• [WHAT THE TASK ASKS]:
The records below are to be written out again, exactly as they appear.

• [LISTED ENTRIES]:
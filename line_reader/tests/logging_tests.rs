// Copyright (c) 2025 R3BL LLC. Licensed under Apache License, Version 2.0.

//! The engine's tracing events, captured while a line is read.

use r3bl_line_reader::{DisplayPreference, LineReader, OutputDevice, ReadlineEvent,
                       ScriptedKeySource, StdoutMock, TracingConfig, WriterConfig,
                       try_initialize_logging_global, try_initialize_logging_thread_local};
use serial_test::serial;
use tracing::level_filters::LevelFilter;

fn read_one(keys: &str) -> ReadlineEvent {
    let (output, _) = OutputDevice::new_mock();
    let mut reader = LineReader::builder()
        .set_key_source(ScriptedKeySource::from_text(keys).with_width(80))
        .set_output_device(output)
        .build()
        .unwrap();
    reader.read_line(Some("> "), None, None, None).unwrap()
}

#[test]
#[serial]
fn test_read_line_events_go_to_thread_local_buffer() {
    let stdout_mock = StdoutMock::new();
    let config = TracingConfig::new_display(
        DisplayPreference::Buffer(stdout_mock.clone()),
        LevelFilter::DEBUG,
    );
    let guard = try_initialize_logging_thread_local(config).unwrap();
    assert_eq!(read_one("hi\r"), ReadlineEvent::Line("hi".to_string()));
    drop(guard);

    let log = stdout_mock.get_copy_of_buffer_as_string_strip_ansi();
    assert!(log.contains("read line"), "{log}");
    assert!(log.contains("line accepted"), "{log}");
}

#[test]
#[serial]
fn test_global_file_logging() {
    let dir = tempfile::tempdir().unwrap();
    let log_file = dir.path().join("line_reader.log");
    let config = TracingConfig {
        writer_config: WriterConfig::File(log_file.to_string_lossy().to_string()),
        level_filter: LevelFilter::DEBUG,
    };
    assert!(try_initialize_logging_global(config.clone()).unwrap());
    // Only one global subscriber per process.
    assert!(try_initialize_logging_global(config).is_err());

    assert_eq!(read_one("\x04"), ReadlineEvent::Eof);
    let log = std::fs::read_to_string(&log_file).unwrap();
    assert!(log.contains("end of input"), "{log}");
}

• [EXERCISE ANSWER]:
filename line_reader/tests/logging_tests.rs
// Copyright (c) 2025 R3BL LLC. Licensed under Apache License, Version 2.0.

//! The engine's tracing events, captured while a line is read.

use r3bl_line_reader::{DisplayPreference, LineReader, OutputDevice, ReadlineEvent,
                       ScriptedKeySource, StdoutMock, TracingConfig, WriterConfig,
                       try_initialize_logging_global, try_initialize_logging_thread_local};
use serial_test::serial;
use tracing::level_filters::LevelFilter;

fn read_one(keys: &str) -> ReadlineEvent {
    let (output, _) = OutputDevice::new_mock();
    let mut reader = LineReader::builder()
        .set_key_source(ScriptedKeySource::from_text(keys).with_width(80))
        .set_output_device(output)
        .build()
        .unwrap();
    reader.read_line(Some("> "), None, None, None).unwrap()
}

#[test]
#[serial]
fn test_read_line_events_go_to_thread_local_buffer() {
    let stdout_mock = StdoutMock::new();
    let config = TracingConfig::new_display(
        DisplayPreference::Buffer(stdout_mock.clone()),
        LevelFilter::DEBUG,
    );
    let guard = try_initialize_logging_thread_local(config).unwrap();
    assert_eq!(read_one("hi\r"), ReadlineEvent::Line("hi".to_string()));
    drop(guard);

    let log = stdout_mock.get_copy_of_buffer_as_string_strip_ansi();
    assert!(log.contains("read line"), "{log}");
    assert!(log.contains("line accepted"), "{log}");
}

#[test]
#[serial]
fn test_global_file_logging() {
    let dir = tempfile::tempdir().unwrap();
    let log_file = dir.path().join("line_reader.log");
    let config = TracingConfig {
        writer_config: WriterConfig::File(log_file.to_string_lossy().to_string()),
        level_filter: LevelFilter::DEBUG,
    };
    assert!(try_initialize_logging_global(config.clone()).unwrap());
    // Only one global subscriber per process.
    assert!(try_initialize_logging_global(config).is_err());

    assert_eq!(read_one("\x04"), ReadlineEvent::Eof);
    let log = std::fs::read_to_string(&log_file).unwrap();
    assert!(log.contains("end of input"), "{log}");
}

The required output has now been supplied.